2009 Tasmanian local elections
| 13–27 October 2009 |

All 29 local government areas in Tasmania (208 council members)
- Registered: 362,890
- Turnout: 55.54% (▼1.89)

= 2009 Tasmanian local elections =

Local elections in Tasmania, Australia

The 2009 Tasmanian local elections were held in October 2009 to elect the councils, mayors and deputy mayors of the 29 local government areas (LGAs) in Tasmania.

The elections for Break O'Day and Glamorgan–Spring Bay were delayed until December 2009 to allow for the councils to consider a voluntary merger, which ultimately did not occur.

==Electoral system==
Voting was not compulsory. All voting was held via post, and the elections were conducted by the Tasmanian Electoral Commission (TEC).

Councillor elections were conducted using a slightly modified version of the Hare-Clark electoral system, which is also used for Tasmanian House of Assembly elections. Mayors and deputy mayors were elected using preferential voting, which is also used for Tasmanian Legislative Council elections. The Robson Rotation was used to rotate the order in which candidate names appear on ballot papers.

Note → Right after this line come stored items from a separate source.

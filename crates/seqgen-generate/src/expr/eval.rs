use std::cmp::Ordering;

use seqgen_core::symbol::{is_consonant, is_vowel};

use super::parser::{BinOp, Func, Node, Var};
use crate::predicate::CandidateContext;

/// Runtime value. `Missing` stands for an absent `last`, a non-numeric
/// `num(...)`, an out-of-range `at(...)` or an arithmetic failure.
#[derive(Debug, Clone, Copy, PartialEq, Eq)]
pub(crate) enum Value<'a> {
    Int(i64),
    Text(&'a str),
    Bool(bool),
    Missing,
}

impl Value<'_> {
    fn truthy(self) -> bool {
        matches!(self, Value::Bool(true))
    }
}

fn int(value: usize) -> Value<'static> {
    i64::try_from(value).map_or(Value::Missing, Value::Int)
}

pub(crate) fn eval<'a>(node: &'a Node, ctx: &CandidateContext<'a>) -> Value<'a> {
    match node {
        Node::Int(value) => Value::Int(*value),
        Node::Text(value) => Value::Text(value),
        Node::Bool(value) => Value::Bool(*value),
        Node::Var(var) => match var {
            Var::Candidate => Value::Text(ctx.candidate.as_str()),
            Var::Last => ctx
                .last()
                .map_or(Value::Missing, |symbol| Value::Text(symbol.as_str())),
            Var::First => Value::Text(ctx.first().as_str()),
            Var::Position => int(ctx.position),
            Var::Length => int(ctx.length),
            Var::PrefixLen => int(ctx.prefix.len()),
        },
        Node::Not(inner) => Value::Bool(!eval(inner, ctx).truthy()),
        Node::Neg(inner) => match eval(inner, ctx) {
            Value::Int(value) => value.checked_neg().map_or(Value::Missing, Value::Int),
            _ => Value::Missing,
        },
        Node::Call(func, arg) => call(*func, eval(arg, ctx), ctx),
        Node::Binary(BinOp::And, left, right) => {
            Value::Bool(eval(left, ctx).truthy() && eval(right, ctx).truthy())
        }
        Node::Binary(BinOp::Or, left, right) => {
            Value::Bool(eval(left, ctx).truthy() || eval(right, ctx).truthy())
        }
        Node::Binary(op, left, right) => binary(*op, eval(left, ctx), eval(right, ctx)),
    }
}

fn call<'a>(func: Func, arg: Value<'a>, ctx: &CandidateContext<'a>) -> Value<'a> {
    match (func, arg) {
        (Func::Defined, value) => Value::Bool(value != Value::Missing),
        (Func::Num, Value::Text(text)) => text.parse::<i64>().map_or(Value::Missing, Value::Int),
        (Func::At, Value::Int(index)) => usize::try_from(index)
            .ok()
            .and_then(|index| ctx.at(index))
            .map_or(Value::Missing, |symbol| Value::Text(symbol.as_str())),
        (Func::Contains, Value::Text(text)) => {
            Value::Bool(ctx.prefix.iter().any(|symbol| symbol.as_str() == text))
        }
        (Func::IsVowel, Value::Text(text)) => Value::Bool(is_vowel(text)),
        (Func::IsConsonant, Value::Text(text)) => Value::Bool(is_consonant(text)),
        (Func::IsEven, Value::Int(value)) => Value::Bool(value.rem_euclid(2) == 0),
        (Func::IsOdd, Value::Int(value)) => Value::Bool(value.rem_euclid(2) == 1),
        (Func::Num | Func::At, _) => Value::Missing,
        _ => Value::Bool(false),
    }
}

fn binary<'a>(op: BinOp, left: Value<'a>, right: Value<'a>) -> Value<'a> {
    let ordering = match (left, right) {
        (Value::Int(a), Value::Int(b)) => {
            if let Some(result) = arithmetic(op, a, b) {
                return result;
            }
            a.cmp(&b)
        }
        (Value::Text(a), Value::Text(b)) => a.cmp(b),
        _ if is_comparison(op) => return Value::Bool(false),
        _ => return Value::Missing,
    };

    Value::Bool(match op {
        BinOp::Eq => ordering == Ordering::Equal,
        BinOp::Ne => ordering != Ordering::Equal,
        BinOp::Lt => ordering == Ordering::Less,
        BinOp::Le => ordering != Ordering::Greater,
        BinOp::Gt => ordering == Ordering::Greater,
        BinOp::Ge => ordering != Ordering::Less,
        _ => return Value::Missing,
    })
}

/// Integer arithmetic; `None` when `op` is a comparison.
fn arithmetic(op: BinOp, a: i64, b: i64) -> Option<Value<'static>> {
    let result = match op {
        BinOp::Add => a.checked_add(b),
        BinOp::Sub => a.checked_sub(b),
        BinOp::Mul => a.checked_mul(b),
        BinOp::Div => a.checked_div(b),
        BinOp::Rem => a.checked_rem_euclid(b),
        _ => return None,
    };
    Some(result.map_or(Value::Missing, Value::Int))
}

fn is_comparison(op: BinOp) -> bool {
    matches!(
        op,
        BinOp::Eq | BinOp::Ne | BinOp::Lt | BinOp::Le | BinOp::Gt | BinOp::Ge
    )
}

Candidates were required to have council experience to run for the positions of mayor or deputy mayor (a rule which was removed for the 2014 local elections). Half of all councillors were up for election every two years (as part of the "half-in, half-out" system), while all mayors and deputy mayors had two-year terms.

==Candidates==
A total of 316 candidates nominated for a total of 150 councillor positions, 55 candidates nominated for 29 mayoral positions and 78 candidates nominated for 29 deputy mayoral positions. 11 mayoral positions and two deputy mayoral positions were uncontested.

The Greens continued to endorse candidates in a number of LGAs. The Labor Party and Liberal Party did not endorse any candidates.